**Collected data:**
▶

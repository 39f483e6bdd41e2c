use thiserror::Error;

/// Boxed error type returned by external collaborators (cache stores,
/// partial renderers).
pub type BoxError = Box<dyn core::error::Error + Send + Sync>;

/// Errors raised while rendering.
///
/// Scope violations and option validation failures are programmer errors and
/// abort the render immediately. Collaborator failures are never retried; they
/// surface unchanged as the render's failure.
#[derive(Error, Debug)]
pub enum Error {
    /// `set` was called on a node that already resolved to an array.
    #[error("attempted to set! on an array! scope")]
    InvalidScopeForObj,
    /// `array` was called on a node that already resolved its scope.
    #[error("array! expects exclusive use of this block")]
    InvalidScopeForArray,
    /// `child` was called outside of an `array!` with no arguments.
    #[error("child! can only be used in a `array!` with no arguments")]
    InvalidScopeForChild,
    /// `child` was called without a block.
    #[error("child! requires a block")]
    MissingBlock,
    #[error("invalid option: {0}")]
    InvalidOption(&'static str),
    /// The local name derived from a partial path is not an identifier.
    #[error(
        "the partial name ({0}) is not a valid identifier; make sure your partial name starts with an underscore or a letter"
    )]
    InvalidIdentifier(String),
    /// The `as` option of a partial is not an identifier.
    #[error(
        "the value ({0}) of the option `as` is not a valid identifier; make sure it starts with a lowercase letter, and is followed by any combination of letters, numbers and underscores"
    )]
    InvalidOptionAs(String),
    #[error("missing partial: {0}")]
    MissingPartial(String),
    #[error("partial error: {0}")]
    Partial(#[source] BoxError),
    #[error("cache store error: {0}")]
    Store(#[source] BoxError),
    #[error("invalid request path: {0}")]
    RequestPath(#[from] url::ParseError),
}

◀

**INSTRUCTIONS FOR THE TASK:** Above are the records; please copy exactly their first line and each line after it through the line containing "programmer errors and", and no line after that.

**FINISHED EXERCISE:**
repository 39f483e6bdd41e2c
use thiserror::Error;

/// Boxed error type returned by external collaborators (cache stores,
/// partial renderers).
pub type BoxError = Box<dyn core::error::Error + Send + Sync>;

/// Errors raised while rendering.
///
/// Scope violations and option validation failures are programmer errors and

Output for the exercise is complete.